Market experts say that even as the regulatory system for commodity futures exchanges has been evolving since their inception nearly a decade back, the NSEL fiasco has given regulators an opportunity to overhaul the entire ecosystem.

“Though commodity markets always remained on the governance radar due to concerns related to inflation, price volatility and quality of the goods traded, NSEL crisis has given FMC another opportunity to look at the exchange mechanism elaborately and implement corrective measures,” said the head of commodities with a brokerage house.

In recent days, FMC has announced two changes linked to the constitution of the board of directors, including a provision that makes it mandatory to get FMC approval for appointment of shareholder directors.

FMC also reiterated that at least 50% of board of directors of designated exchanges should be independent and four of them be appointed by the commission itself. Other clauses linked to age and tenure of directors have also been tweaked.
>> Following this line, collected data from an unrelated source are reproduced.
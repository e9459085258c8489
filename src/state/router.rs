use log::{debug, info};
use yew_router::prelude::*;

use crate::config;
use crate::state::timers::{Ticket, TimerSlot};

/// The three pages. Unknown paths resolve to the home page.
#[derive(Clone, Copy, Debug, PartialEq, Eq, Hash, Routable)]
pub enum View {
    #[at("/")]
    #[not_found]
    Home,
    #[at("/prenota")]
    Booking,
    #[at("/contatti")]
    Contact,
}

impl View {
    pub const ALL: [View; 3] = [View::Home, View::Booking, View::Contact];

    pub fn label(&self) -> &'static str {
        match self {
            View::Home => "Home",
            View::Booking => "Prenotazione",
            View::Contact => "Contatti",
        }
    }
}

#[derive(Clone, Copy, Debug, PartialEq, Eq)]
pub enum RouterEffect {
    /// Call `commit(ticket)` once `delay_ms` have passed.
    CommitAfter { ticket: Ticket, delay_ms: u32 },
    /// Smooth-scroll the window back to the top. `push` is false when the
    /// address bar already shows `view`.
    ScrollToTop { view: View, push: bool },
}

/// Which page is showing, and which one we are fading to.
#[derive(Debug)]
pub struct ViewRouter {
    current: View,
    pending: Option<View>,
    /// The view the browser location points at.
    address: View,
    timer: TimerSlot,
}

impl ViewRouter {
    pub fn new(initial: View) -> Self {
        Self {
            current: initial,
            pending: None,
            address: initial,
            timer: TimerSlot::new(),
        }
    }

    pub fn current(&self) -> View {
        self.current
    }

    pub fn is_transitioning(&self) -> bool {
        self.pending.is_some()
    }

    /// Requests a switch. At most one request is pending; a newer target
    /// replaces an older one and the older commit is dropped.
    pub fn navigate_to(&mut self, view: View) -> Option<RouterEffect> {
        if self.pending == Some(view) {
            return None;
        }
        if view == self.current {
            if let Some(dropped) = self.pending.take() {
                debug!("navigation to {:?} dropped, staying on {:?}", dropped, view);
                self.timer.cancel();
            }
            return None;
        }

        if let Some(dropped) = self.pending.replace(view) {
            debug!("navigation to {:?} superseded by {:?}", dropped, view);
        }
        let ticket = self.timer.arm();
        Some(RouterEffect::CommitAfter { ticket, delay_ms: config::VIEW_TRANSITION_MS })
    }

    /// The browser location changed underneath us (back/forward, or our own
    /// push echoing back). Goes through the same transition as a click.
    pub fn location_changed(&mut self, view: View) -> Option<RouterEffect> {
        self.address = view;
        self.navigate_to(view)
    }

    /// Timer callback that ends the transition window.
    pub fn commit(&mut self, ticket: Ticket) -> Option<RouterEffect> {
        if !self.timer.fire(ticket) {
            return None;
        }
        let view = self.pending.take()?;
        info!("view {:?} -> {:?}", self.current, view);
        self.current = view;
        let push = self.address != view;
        self.address = view;
        Some(RouterEffect::ScrollToTop { view, push })
    }
}

#[cfg(test)]
mod tests {
    use super::*;
    use crate::state::timers::testing::ManualClock;

    fn drive(clock: &mut ManualClock, effect: Option<RouterEffect>) {
        if let Some(RouterEffect::CommitAfter { ticket, delay_ms }) = effect {
            clock.schedule(ticket, delay_ms);
        }
    }

    #[test]
    fn navigating_to_current_view_is_a_noop() {
        let mut router = ViewRouter::new(View::Home);
        assert_eq!(router.navigate_to(View::Home), None);
        assert!(!router.is_transitioning());
    }

    #[test]
    fn switch_happens_after_the_transition_window() {
        let mut clock = ManualClock::new();
        let mut router = ViewRouter::new(View::Home);

        let effect = router.navigate_to(View::Contact);
        drive(&mut clock, effect);
        assert!(router.is_transitioning());
        assert_eq!(router.current(), View::Home);

        assert!(clock.advance(299).is_empty());
        let due = clock.advance(1);
        assert_eq!(due.len(), 1);
        assert_eq!(router.commit(due[0]), Some(RouterEffect::ScrollToTop { view: View::Contact, push: true }));
        assert_eq!(router.current(), View::Contact);
        assert!(!router.is_transitioning());
    }

    #[test]
    fn double_navigation_changes_view_exactly_once() {
        let mut clock = ManualClock::new();
        let mut router = ViewRouter::new(View::Home);
        let mut seen = vec![router.current()];

        let first = router.navigate_to(View::Booking);
        drive(&mut clock, first);
        clock.advance(100);
        let second = router.navigate_to(View::Booking);
        drive(&mut clock, second);

        for _ in 0..10 {
            for ticket in clock.advance(50) {
                router.commit(ticket);
            }
            if seen.last() != Some(&router.current()) {
                seen.push(router.current());
            }
        }
        assert_eq!(seen, vec![View::Home, View::Booking]);
    }

    #[test]
    fn last_request_wins_without_flicker() {
        let mut clock = ManualClock::new();
        let mut router = ViewRouter::new(View::Home);
        let mut changes = Vec::new();

        let first = router.navigate_to(View::Booking);
        drive(&mut clock, first);
        clock.advance(200);
        let second = router.navigate_to(View::Contact);
        drive(&mut clock, second);

        for ticket in clock.advance(1_000) {
            if let Some(RouterEffect::ScrollToTop { view, .. }) = router.commit(ticket) {
                changes.push(view);
            }
        }
        assert_eq!(changes, vec![View::Contact]);
    }

    #[test]
    fn returning_to_current_view_drops_the_pending_request() {
        let mut clock = ManualClock::new();
        let mut router = ViewRouter::new(View::Home);

        let effect = router.navigate_to(View::Booking);
        drive(&mut clock, effect);
        assert_eq!(router.navigate_to(View::Home), None);
        assert!(!router.is_transitioning());

        for ticket in clock.advance(300) {
            assert_eq!(router.commit(ticket), None);
        }
        assert_eq!(router.current(), View::Home);
    }

    #[test]
    fn paths_resolve_and_unknown_paths_go_home() {
        for view in View::ALL {
            assert_eq!(View::recognize(&view.to_path()), Some(view));
        }
        assert_eq!(View::Booking.to_path(), "/prenota");
        assert_eq!(View::not_found_route(), Some(View::Home));
    }

    #[test]
    fn back_button_switches_view_without_pushing_history() {
        let mut clock = ManualClock::new();
        let mut router = ViewRouter::new(View::Home);

        let effect = router.navigate_to(View::Booking);
        drive(&mut clock, effect);
        let ticket = clock.advance(300)[0];
        assert_eq!(
            router.commit(ticket),
            Some(RouterEffect::ScrollToTop { view: View::Booking, push: true })
        );
        // Our own push is reported back by the location listener.
        assert_eq!(router.location_changed(View::Booking), None);

        let effect = router.location_changed(View::Home);
        assert!(matches!(effect, Some(RouterEffect::CommitAfter { .. })));
        drive(&mut clock, effect);
        assert_eq!(router.current(), View::Booking);

        let ticket = clock.advance(300)[0];
        assert_eq!(
            router.commit(ticket),
            Some(RouterEffect::ScrollToTop { view: View::Home, push: false })
        );
        assert_eq!(router.current(), View::Home);
    }

    #[test]
    fn click_after_back_button_pushes_the_clicked_view() {
        let mut clock = ManualClock::new();
        let mut router = ViewRouter::new(View::Booking);

        let effect = router.location_changed(View::Home);
        drive(&mut clock, effect);
        clock.advance(100);
        let effect = router.navigate_to(View::Contact);
        drive(&mut clock, effect);

        let mut commits = Vec::new();
        for ticket in clock.advance(300) {
            commits.extend(router.commit(ticket));
        }
        assert_eq!(commits, vec![RouterEffect::ScrollToTop { view: View::Contact, push: true }]);
    }

    #[test]
    fn back_button_during_transition_cancels_it() {
        let mut clock = ManualClock::new();
        let mut router = ViewRouter::new(View::Home);

        let effect = router.navigate_to(View::Contact);
        drive(&mut clock, effect);
        assert_eq!(router.location_changed(View::Home), None);
        assert!(!router.is_transitioning());

        for ticket in clock.advance(300) {
            assert_eq!(router.commit(ticket), None);
        }
        assert_eq!(router.current(), View::Home);
    }
}
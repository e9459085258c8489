use std::collections::BTreeSet;

use crate::state::fields::FormModel;

/// Fields that failed the last validation pass, in display order.
#[derive(Clone, Debug, PartialEq, Eq)]
pub struct ValidationErrors<F: Ord> {
    invalid: BTreeSet<F>,
}

impl<F: Ord + Copy> Default for ValidationErrors<F> {
    fn default() -> Self {
        Self { invalid: BTreeSet::new() }
    }
}

impl<F: Ord + Copy> ValidationErrors<F> {
    pub fn is_empty(&self) -> bool {
        self.invalid.is_empty()
    }

    pub fn len(&self) -> usize {
        self.invalid.len()
    }

    pub fn contains(&self, field: F) -> bool {
        self.invalid.contains(&field)
    }

    /// Drops one entry. Returns whether it was present.
    pub fn clear(&mut self, field: F) -> bool {
        self.invalid.remove(&field)
    }

    pub fn first(&self) -> Option<F> {
        self.invalid.iter().next().copied()
    }

    pub fn iter(&self) -> impl Iterator<Item = F> + '_ {
        self.invalid.iter().copied()
    }
}

/// Checks every field in `required` and reports all of the empty ones.
pub fn validate<M: FormModel>(model: &M, required: &[M::Field]) -> ValidationErrors<M::Field> {
    let invalid = required
        .iter()
        .copied()
        .filter(|&field| model.value(field).is_empty())
        .collect();
    ValidationErrors { invalid }
}

#[cfg(test)]
mod tests {
    use super::*;
    use crate::state::fields::{
        BookingField, BookingFields, ContactField, ContactFields, FieldStore, FieldValue, Gender,
        Referral,
    };

    fn complete_booking() -> BookingFields {
        BookingFields {
            full_name: "Marco Bianchi".into(),
            email: "marco@example.it".into(),
            phone: "+39 333 1234567".into(),
            gender: Some(Gender::Male),
            location: "Verona, VR".into(),
            referral: Some(Referral::Social),
            ..BookingFields::default()
        }
    }

    #[test]
    fn complete_booking_passes() {
        let errors = validate(&complete_booking(), BookingFields::REQUIRED);
        assert!(errors.is_empty());
    }

    #[test]
    fn reports_exactly_the_empty_required_subset() {
        let required = BookingFields::REQUIRED;
        // Every subset of the six required booking fields.
        for mask in 0u32..(1 << required.len()) {
            let mut store = FieldStore::<BookingFields>::new();
            let filled = complete_booking();
            for (i, &field) in required.iter().enumerate() {
                if mask & (1 << i) == 0 {
                    let value = match filled.value(field) {
                        FieldValue::Text(t) => t.to_string(),
                        FieldValue::Choice(c) => c.unwrap_or_default().to_string(),
                    };
                    store.update(field, value);
                }
            }
            let expected: Vec<BookingField> = required
                .iter()
                .enumerate()
                .filter(|(i, _)| mask & (1 << i) != 0)
                .map(|(_, &f)| f)
                .collect();

            let errors = validate(store.values(), required);
            assert_eq!(errors.iter().collect::<Vec<_>>(), expected, "mask {mask:#b}");
        }
    }

    #[test]
    fn optional_fields_are_never_reported() {
        let mut booking = complete_booking();
        booking.age = String::new();
        booking.interests = "   ".into();

        assert!(validate(&booking, BookingFields::REQUIRED).is_empty());
    }

    #[test]
    fn whitespace_counts_as_empty_for_every_contact_field() {
        for &field in ContactFields::REQUIRED {
            let mut blank = ContactFields {
                name: "Anna".into(),
                email: "anna@example.it".into(),
                subject: "Info".into(),
                message: "Ciao!".into(),
            };
            let mut spaces = blank.clone();
            blank.set(field, String::new());
            spaces.set(field, "   ".into());

            let from_blank = validate(&blank, ContactFields::REQUIRED);
            let from_spaces = validate(&spaces, ContactFields::REQUIRED);
            assert_eq!(from_blank, from_spaces);
            assert_eq!(from_blank.iter().collect::<Vec<_>>(), vec![field]);
        }
    }

    #[test]
    fn first_follows_display_order() {
        let contact = ContactFields {
            name: "Anna".into(),
            ..ContactFields::default()
        };
        let errors = validate(&contact, ContactFields::REQUIRED);

        assert_eq!(errors.len(), 3);
        assert_eq!(errors.first(), Some(ContactField::Email));
    }

    #[test]
    fn clear_removes_a_single_entry() {
        let mut errors = validate(&ContactFields::default(), ContactFields::REQUIRED);
        assert!(errors.clear(ContactField::Subject));
        assert!(!errors.clear(ContactField::Subject));
        assert!(errors.contains(ContactField::Name));
        assert!(errors.contains(ContactField::Email));
        assert!(errors.contains(ContactField::Message));
    }
}
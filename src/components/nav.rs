use yew::prelude::*;
use yew_router::prelude::*;

use crate::state::router::View;

#[derive(Properties, PartialEq)]
pub struct NavProps {
    pub current: View,
    pub on_navigate: Callback<View>,
}

#[function_component(Nav)]
pub fn nav(props: &NavProps) -> Html {
    let NavProps { current, on_navigate } = props;
    let menu_open = use_state(|| false);

    let toggle_menu = {
        let menu_open = menu_open.clone();
        Callback::from(move |e: MouseEvent| {
            e.prevent_default();
            menu_open.set(!*menu_open);
        })
    };

    let go = |view: View| {
        let menu_open = menu_open.clone();
        let on_navigate = on_navigate.clone();
        Callback::from(move |e: MouseEvent| {
            e.prevent_default();
            menu_open.set(false);
            on_navigate.emit(view);
        })
    };

    let menu_class = if *menu_open {
        "nav-right mobile-menu-open"
    } else {
        "nav-right"
    };

    html! {
        <nav class="top-nav">
            <div class="nav-content">
                <a href="/" class="nav-logo" onclick={go(View::Home)}>
                    {"♥ Match Me"}
                </a>
                <button class="burger-menu" onclick={toggle_menu}>
                    <span></span>
                    <span></span>
                    <span></span>
                </button>
                <div class={menu_class}>
                    { for View::ALL.into_iter().map(|view| html! {
                        <a
                            href={view.to_path()}
                            class={classes!("nav-link", (view == *current).then(|| "active"))}
                            onclick={go(view)}
                        >
                            {view.label()}
                        </a>
                    }) }
                </div>
            </div>
        </nav>
    }
}
use yew::prelude::*;
use yew_router::prelude::*;

use crate::state::router::View;

pub const INSTAGRAM_URL: &str = "https://www.instagram.com/matchme.vr/";
pub const FACEBOOK_URL: &str = "https://www.facebook.com/people/MATCH-ME-Verona/61572689409935/";

#[derive(Properties, PartialEq)]
pub struct FooterProps {
    pub on_navigate: Callback<View>,
}

#[function_component(Footer)]
pub fn footer(props: &FooterProps) -> Html {
    let go = |view: View| {
        let on_navigate = props.on_navigate.clone();
        Callback::from(move |e: MouseEvent| {
            e.prevent_default();
            on_navigate.emit(view);
        })
    };

    html! {
        <footer class="site-footer">
            <div class="container footer-grid">
                <div>
                    <a href="/" class="footer-logo" onclick={go(View::Home)}>{"♥ Match Me"}</a>
                    <p class="footer-tagline">{"Speed date e serata disco a Verona."}</p>
                    <div class="footer-social">
                        <a href={INSTAGRAM_URL} target="_blank" rel="noopener noreferrer">{"Instagram"}</a>
                        <a href={FACEBOOK_URL} target="_blank" rel="noopener noreferrer">{"Facebook"}</a>
                    </div>
                </div>
                <div>
                    <h4>{"Contatti"}</h4>
                    <a href="https://maps.google.com/?q=Via+San+Marco+114,+37138+Verona" target="_blank" rel="noopener noreferrer">
                        {"Via San Marco 114, 37138 Verona"}
                    </a>
                    <a href="tel:+393481609492">{"+39 348 160 9492"}</a>
                    <a href="mailto:info@matchme.it">{"info@matchme.it"}</a>
                </div>
                <div>
                    <h4>{"Pagine"}</h4>
                    { for View::ALL.into_iter().map(|view| html! {
                        <a href={view.to_path()} onclick={go(view)}>{view.label()}</a>
                    }) }
                </div>
            </div>
            <p class="footer-copy">{"© Match Me. Tutti i diritti riservati."}</p>
        </footer>
    }
}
“A need has been felt to revise these guidelines to ensure better corporate governance practices at the national commodity exchanges and to have greater clarity on the role of independent directors in the board of directors of these exchanges,”noted the FMC in the first revision dated August 12, 2013.

Six board members of the Multi Commodity Exchange (MCX) resigned on August 30 with four of the exits being attributed to compliance with these clauses.

Meanwhile, a week after the NSEL board sacked six head of departments, along with former MD and CEO Anjani Sinha, holding them responsible for the wrongdoings, FMC asked the MD/CEO of the futures exchanges to furnish information on whether expenses made by the exchange are approved by the board and to what extent the power is delegated to the MD of the exchange.